Six mois après le séisme, alors que la plupart des caméras et micros des médias internationaux avaient quitté l’île, des membres d’ATD Quart Monde en Haïti ont voulu à leur tour donner aussi bien leur récit du 12 janvier que celui de leur combat quotidien, avant et après le séisme.

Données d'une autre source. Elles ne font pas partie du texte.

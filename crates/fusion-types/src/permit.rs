//! Signed transfer authorizations and the packed permit batch.
//!
//! A permit lets a token owner grant an allowance without a prior approve
//! transaction. The spender is not carried in the payload: it is implied by
//! where the permit is submitted (the order-filling protocol for settlement
//! batches, the fee bank for permit deposits).
//!
//! ```text
//! payload (116B): [16B amount][4B deadline][32B verifying key][64B signature]
//! batch flags:    u32, nibble 0 = count (≤ 7), nibble i+1 = kind of permit i
//! batch blob:     count × [20B owner][20B token][payload]
//! ```

use sha2::{Digest, Sha256};

use crate::codec::{ByteReader, ByteWriter};
use crate::constants::{MAX_PERMITS_PER_BATCH, PERMIT_DOMAIN};
use crate::{Address, Amount, FusionError, Result};

/// Which authorization path a permit uses.
#[derive(Debug, Clone, Copy, PartialEq, Eq, Hash)]
pub enum PermitKind {
    /// Allowance granted directly on the token.
    Erc2612,
    /// Allowance routed through the permit2 contract, which the owner must
    /// already have approved.
    Permit2,
}

impl PermitKind {
    fn from_nibble(n: u32) -> Result<Self> {
        match n {
            0 => Ok(Self::Erc2612),
            1 => Ok(Self::Permit2),
            other => Err(FusionError::malformed(
                "permit batch",
                format!("unknown permit kind {other}"),
            )),
        }
    }

    fn nibble(self) -> u32 {
        match self {
            Self::Erc2612 => 0,
            Self::Permit2 => 1,
        }
    }
}

/// A signed allowance grant.
#[derive(Debug, Clone, PartialEq, Eq)]
pub struct Permit {
    pub kind: PermitKind,
    pub owner: Address,
    pub token: Address,
    pub amount: Amount,
    /// Unix seconds after which the permit is void.
    pub deadline: u32,
    /// ed25519 verifying key of the owner.
    pub public_key: [u8; 32],
    pub signature: [u8; 64],
}

impl Permit {
    /// Digest the owner signs. Commits to everything that determines the
    /// resulting allowance plus the owner's current nonce for the token.
    #[must_use]
    pub fn signing_digest(
        kind: PermitKind,
        token: Address,
        owner: Address,
        spender: Address,
        amount: Amount,
        deadline: u32,
        nonce: u64,
    ) -> [u8; 32] {
        let mut h = Sha256::new();
        h.update(PERMIT_DOMAIN);
        h.update([u8::from(kind == PermitKind::Permit2)]);
        h.update(token.as_slice());
        h.update(owner.as_slice());
        h.update(spender.as_slice());
        h.update(amount.to_be_bytes());
        h.update(deadline.to_be_bytes());
        h.update(nonce.to_be_bytes());
        h.finalize().into()
    }

    /// Digest for this permit when submitted to `spender`.
    #[must_use]
    pub fn digest(&self, spender: Address, nonce: u64) -> [u8; 32] {
        Self::signing_digest(
            self.kind,
            self.token,
            self.owner,
            spender,
            self.amount,
            self.deadline,
            nonce,
        )
    }

    /// Compressed payload without owner/token.
    #[must_use]
    pub fn encode_payload(&self) -> Vec<u8> {
        let mut w = ByteWriter::new();
        w.put_u128(self.amount)
            .put_u32(self.deadline)
            .put_bytes(&self.public_key)
            .put_bytes(&self.signature);
        w.into_bytes()
    }

    fn decode_payload(
        kind: PermitKind,
        owner: Address,
        token: Address,
        r: &mut ByteReader<'_>,
    ) -> Result<Self> {
        Ok(Self {
            kind,
            owner,
            token,
            amount: r.read_u128()?,
            deadline: r.read_u32()?,
            public_key: r.read_array()?,
            signature: r.read_array()?,
        })
    }

    /// Decode a standalone payload (fee bank permit deposits).
    pub fn decode(kind: PermitKind, owner: Address, token: Address, bytes: &[u8]) -> Result<Self> {
        let mut r = ByteReader::new(bytes, "permit");
        let permit = Self::decode_payload(kind, owner, token, &mut r)?;
        r.finish()?;
        Ok(permit)
    }
}

/// Permits applied ahead of a settlement.
#[derive(Debug, Clone, Default, PartialEq, Eq)]
pub struct PermitBatch {
    pub permits: Vec<Permit>,
}

impl PermitBatch {
    pub fn decode(flags: u32, blob: &[u8]) -> Result<Self> {
        let count = (flags & 0xf) as usize;
        if count > MAX_PERMITS_PER_BATCH {
            return Err(FusionError::malformed(
                "permit batch",
                format!("count {count} exceeds {MAX_PERMITS_PER_BATCH}"),
            ));
        }
        let mut r = ByteReader::new(blob, "permit batch");
        let mut permits = Vec::with_capacity(count);
        for i in 0..count {
            let kind = PermitKind::from_nibble((flags >> (4 * (i + 1))) & 0xf)?;
            let owner = r.read_address()?;
            let token = r.read_address()?;
            permits.push(Permit::decode_payload(kind, owner, token, &mut r)?);
        }
        r.finish()?;
        Ok(Self { permits })
    }

    /// Packed flags word and blob.
    pub fn encode(&self) -> Result<(u32, Vec<u8>)> {
        if self.permits.len() > MAX_PERMITS_PER_BATCH {
            return Err(FusionError::malformed(
                "permit batch",
                format!("{} permits exceed {MAX_PERMITS_PER_BATCH}", self.permits.len()),
            ));
        }
        // Bounded by MAX_PERMITS_PER_BATCH above.
        let mut flags = self.permits.len() as u32;
        let mut w = ByteWriter::new();
        for (i, permit) in self.permits.iter().enumerate() {
            flags |= permit.kind.nibble() << (4 * (i + 1));
            w.put_address(&permit.owner)
                .put_address(&permit.token)
                .put_bytes(&permit.encode_payload());
        }
        Ok((flags, w.into_bytes()))
    }
}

Celui qui les a accompagnés dans ce travail : Jean-Michel Defromont, volontaire permanent d’ATD Quart Monde depuis une trentaine d’années et écrivain. Quand il arrive sur l’île en juillet, « Certains avaient encore peur de rester à l’intérieur des maisons, même le temps d’un repas », raconte-t-il. Le moindre bruit inquiétait encore. « Une fois, j’ai vu des gens courir à l’approche d’un gros hélicoptère, car, étrangement, c’est un bruit qui ressemble au vacarme qui a précédé le tremblement de terre, se souvient-il. Ils ont bondi dehors, puis, réalisant leur méprise, ils se sont mis à rire, à rire d’eux-mêmes, de leurs propres peurs. » C’est à partir de ce genre d’épisodes qu’ils ont travaillé ensemble. Une fois, trois fois, dix fois, les volontaires ont repris avec Jean-Michel les histoires qui leur tenaient à cœur. L’écrivain parle de « leur soif de dire, une soif terrible », qui ne se limitait pas au 12 janvier, mais concernait aussi la vie avant le séisme, la violence des quartiers tenus par les gangs, la pauvreté de l’île, la débrouille, la solidarité et l’action maintenue coûte que coûte avec les enfants et leur famille. Quand chacun est arrivé à un texte qui le satisfaisait, ils les ont lus tous ensemble. « Avec une fierté, une vraie joie d’avoir pu raconter une part intense de leur vie », souligne Jean-Michel Defromont. Leur demande est que leurs mots voyagent, mais aussi que leurs récits ne soient pas contrefaits. Ainsi, c’est avec l’autorisation de son auteur que nous publions le bref extrait ci-dessous.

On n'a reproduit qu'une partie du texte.